Data to use
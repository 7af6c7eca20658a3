//! Regex-based text cleaning.
//!
//! The pipeline runs in a fixed order:
//!
//! 1. take each value's textual form (nulls stay null and skip the remaining steps)
//! 2. lower-case
//! 3. trim
//! 4. replace every match of `pattern` with `repl` (skipped when `pattern` is blank)
//! 5. collapse whitespace runs to a single space and trim again
//!
//! The pattern is compiled before any value is touched, so an invalid pattern fails the whole
//! call and leaves the input as it was.

use log::{debug, info};
use regex::Regex;

use crate::error::{CleanerError, CleanerResult};
use crate::types::{DataType, Table, Value};

/// A compiled cleaning pipeline.
#[derive(Debug, Clone)]
pub struct TextCleaner {
    pattern: Option<Regex>,
    repl: String,
}

impl TextCleaner {
    /// Compile a cleaner. A blank `pattern` disables the replace step.
    ///
    /// `repl` refers to groups as `\1` or `\g<name>`; every other character, `$` included, is
    /// inserted literally.
    pub fn new(pattern: &str, repl: &str) -> CleanerResult<Self> {
        let pattern = if pattern.trim().is_empty() {
            None
        } else {
            let regex = Regex::new(pattern).map_err(|source| CleanerError::InvalidPattern {
                pattern: pattern.to_string(),
                source,
            })?;
            Some(regex)
        };
        Ok(Self {
            pattern,
            repl: expansion_from_backslash_syntax(repl),
        })
    }

    /// Clean a single value. `None` for null input.
    pub fn clean_value(&self, value: &Value) -> Option<String> {
        let lowered = value.to_text()?.to_lowercase();
        let trimmed = lowered.trim();
        let replaced = match &self.pattern {
            Some(regex) => regex.replace_all(trimmed, self.repl.as_str()),
            None => trimmed.into(),
        };
        Some(collapse_whitespace(&replaced))
    }

    /// Clean every value, preserving order and nulls.
    pub fn clean<'a, I>(&self, values: I) -> Vec<Option<String>>
    where
        I: IntoIterator<Item = &'a Value>,
    {
        values.into_iter().map(|v| self.clean_value(v)).collect()
    }
}

/// Rewrite a backslash-style replacement into the regex crate's `$` expansion syntax.
fn expansion_from_backslash_syntax(repl: &str) -> String {
    let mut out = String::with_capacity(repl.len());
    let mut chars = repl.chars().peekable();
    while let Some(c) = chars.next() {
        match c {
            '$' => out.push_str("$$"),
            '\\' => match chars.next() {
                Some('0') => out.push('\0'),
                Some(d) if d.is_ascii_digit() => {
                    let mut group = String::from(d);
                    if let Some(next) = chars.next_if(char::is_ascii_digit) {
                        group.push(next);
                    }
                    out.push_str(&format!("${{{group}}}"));
                }
                Some('g') if chars.peek() == Some(&'<') => {
                    chars.next();
                    let name: String = chars.by_ref().take_while(|&ch| ch != '>').collect();
                    out.push_str(&format!("${{{name}}}"));
                }
                Some('n') => out.push('\n'),
                Some('t') => out.push('\t'),
                Some('r') => out.push('\r'),
                Some('\\') => out.push('\\'),
                Some('$') => out.push_str("\\$$"),
                Some(other) => {
                    out.push('\\');
                    out.push(other);
                }
                None => out.push('\\'),
            },
            other => out.push(other),
        }
    }
    out
}

fn collapse_whitespace(s: &str) -> String {
    s.split_whitespace().collect::<Vec<_>>().join(" ")
}

/// Run the cleaning pipeline over `values` and return the cleaned sequence.
///
/// The input is not modified; the caller decides where the result goes.
///
/// ```
/// use data_cleaner::processing::clean_text;
/// use data_cleaner::types::Value;
///
/// let values = vec![Value::Utf8("  Hello, World!  ".into()), Value::Null];
/// let cleaned = clean_text(&values, r"[^a-z\s]", "").unwrap();
/// assert_eq!(cleaned, vec![Some("hello world".to_string()), None]);
/// ```
pub fn clean_text(values: &[Value], pattern: &str, repl: &str) -> CleanerResult<Vec<Option<String>>> {
    let cleaner = TextCleaner::new(pattern, repl)?;
    Ok(cleaner.clean(values))
}

/// Clean `column` of `table` and replace it with the result, typed as text.
///
/// The column and the pattern are both validated before the table is modified.
pub fn clean_column(table: &mut Table, column: &str, pattern: &str, repl: &str) -> CleanerResult<()> {
    let idx = table
        .schema
        .index_of(column)
        .ok_or_else(|| CleanerError::ColumnNotFound {
            column: column.to_string(),
        })?;
    let cleaner = TextCleaner::new(pattern, repl)?;
    debug!(
        "cleaning column '{column}' (pattern={:?}, repl={repl:?})",
        cleaner.pattern.as_ref().map(Regex::as_str)
    );

    table.map_column(idx, DataType::Utf8, |value| match cleaner.clean_value(value) {
        Some(text) => Value::Utf8(text),
        None => Value::Null,
    });

    info!("cleaned column '{column}' ({} row(s))", table.row_count());
    Ok(())
}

Brief
From top to bottom, return the material above unchanged.

Response below
repository 7af6c7eca20658a3
//! Regex-based text cleaning.
//!
//! The pipeline runs in a fixed order:
//!
//! 1. take each value's textual form (nulls stay null and skip the remaining steps)
//! 2. lower-case
//! 3. trim
//! 4. replace every match of `pattern` with `repl` (skipped when `pattern` is blank)
//! 5. collapse whitespace runs to a single space and trim again
//!
//! The pattern is compiled before any value is touched, so an invalid pattern fails the whole
//! call and leaves the input as it was.

use log::{debug, info};
use regex::Regex;

use crate::error::{CleanerError, CleanerResult};
use crate::types::{DataType, Table, Value};

/// A compiled cleaning pipeline.
#[derive(Debug, Clone)]
pub struct TextCleaner {
    pattern: Option<Regex>,
    repl: String,
}

impl TextCleaner {
    /// Compile a cleaner. A blank `pattern` disables the replace step.
    ///
    /// `repl` refers to groups as `\1` or `\g<name>`; every other character, `$` included, is
    /// inserted literally.
    pub fn new(pattern: &str, repl: &str) -> CleanerResult<Self> {
        let pattern = if pattern.trim().is_empty() {
            None
        } else {
            let regex = Regex::new(pattern).map_err(|source| CleanerError::InvalidPattern {
                pattern: pattern.to_string(),
                source,
            })?;
            Some(regex)
        };
        Ok(Self {
            pattern,
            repl: expansion_from_backslash_syntax(repl),
        })
    }

    /// Clean a single value. `None` for null input.
    pub fn clean_value(&self, value: &Value) -> Option<String> {
        let lowered = value.to_text()?.to_lowercase();
        let trimmed = lowered.trim();
        let replaced = match &self.pattern {
            Some(regex) => regex.replace_all(trimmed, self.repl.as_str()),
            None => trimmed.into(),
        };
        Some(collapse_whitespace(&replaced))
    }

    /// Clean every value, preserving order and nulls.
    pub fn clean<'a, I>(&self, values: I) -> Vec<Option<String>>
    where
        I: IntoIterator<Item = &'a Value>,
    {
        values.into_iter().map(|v| self.clean_value(v)).collect()
    }
}

/// Rewrite a backslash-style replacement into the regex crate's `$` expansion syntax.
fn expansion_from_backslash_syntax(repl: &str) -> String {
    let mut out = String::with_capacity(repl.len());
    let mut chars = repl.chars().peekable();
    while let Some(c) = chars.next() {
        match c {
            '$' => out.push_str("$$"),
            '\\' => match chars.next() {
                Some('0') => out.push('\0'),
                Some(d) if d.is_ascii_digit() => {
                    let mut group = String::from(d);
                    if let Some(next) = chars.next_if(char::is_ascii_digit) {
                        group.push(next);
                    }
                    out.push_str(&format!("${{{group}}}"));
                }
                Some('g') if chars.peek() == Some(&'<') => {
                    chars.next();
                    let name: String = chars.by_ref().take_while(|&ch| ch != '>').collect();
                    out.push_str(&format!("${{{name}}}"));
                }
                Some('n') => out.push('\n'),
                Some('t') => out.push('\t'),
                Some('r') => out.push('\r'),
                Some('\\') => out.push('\\'),
                Some('$') => out.push_str("\\$$"),
                Some(other) => {
                    out.push('\\');
                    out.push(other);
                }
                None => out.push('\\'),
            },
            other => out.push(other),
        }
    }
    out
}

fn collapse_whitespace(s: &str) -> String {
    s.split_whitespace().collect::<Vec<_>>().join(" ")
}

/// Run the cleaning pipeline over `values` and return the cleaned sequence.
///
/// The input is not modified; the caller decides where the result goes.
///
/// ```
/// use data_cleaner::processing::clean_text;
/// use data_cleaner::types::Value;
///
/// let values = vec![Value::Utf8("  Hello, World!  ".into()), Value::Null];
/// let cleaned = clean_text(&values, r"[^a-z\s]", "").unwrap();
/// assert_eq!(cleaned, vec![Some("hello world".to_string()), None]);
/// ```
pub fn clean_text(values: &[Value], pattern: &str, repl: &str) -> CleanerResult<Vec<Option<String>>> {
    let cleaner = TextCleaner::new(pattern, repl)?;
    Ok(cleaner.clean(values))
}

/// Clean `column` of `table` and replace it with the result, typed as text.
///
/// The column and the pattern are both validated before the table is modified.
pub fn clean_column(table: &mut Table, column: &str, pattern: &str, repl: &str) -> CleanerResult<()> {
    let idx = table
        .schema
        .index_of(column)
        .ok_or_else(|| CleanerError::ColumnNotFound {
            column: column.to_string(),
        })?;
    let cleaner = TextCleaner::new(pattern, repl)?;
    debug!(
        "cleaning column '{column}' (pattern={:?}, repl={repl:?})",
        cleaner.pattern.as_ref().map(Regex::as_str)
    );

    table.map_column(idx, DataType::Utf8, |value| match cleaner.clean_value(value) {
        Some(text) => Value::Utf8(text),
        None => Value::Null,
    });

    info!("cleaned column '{column}' ({} row(s))", table.row_count());
    Ok(())
}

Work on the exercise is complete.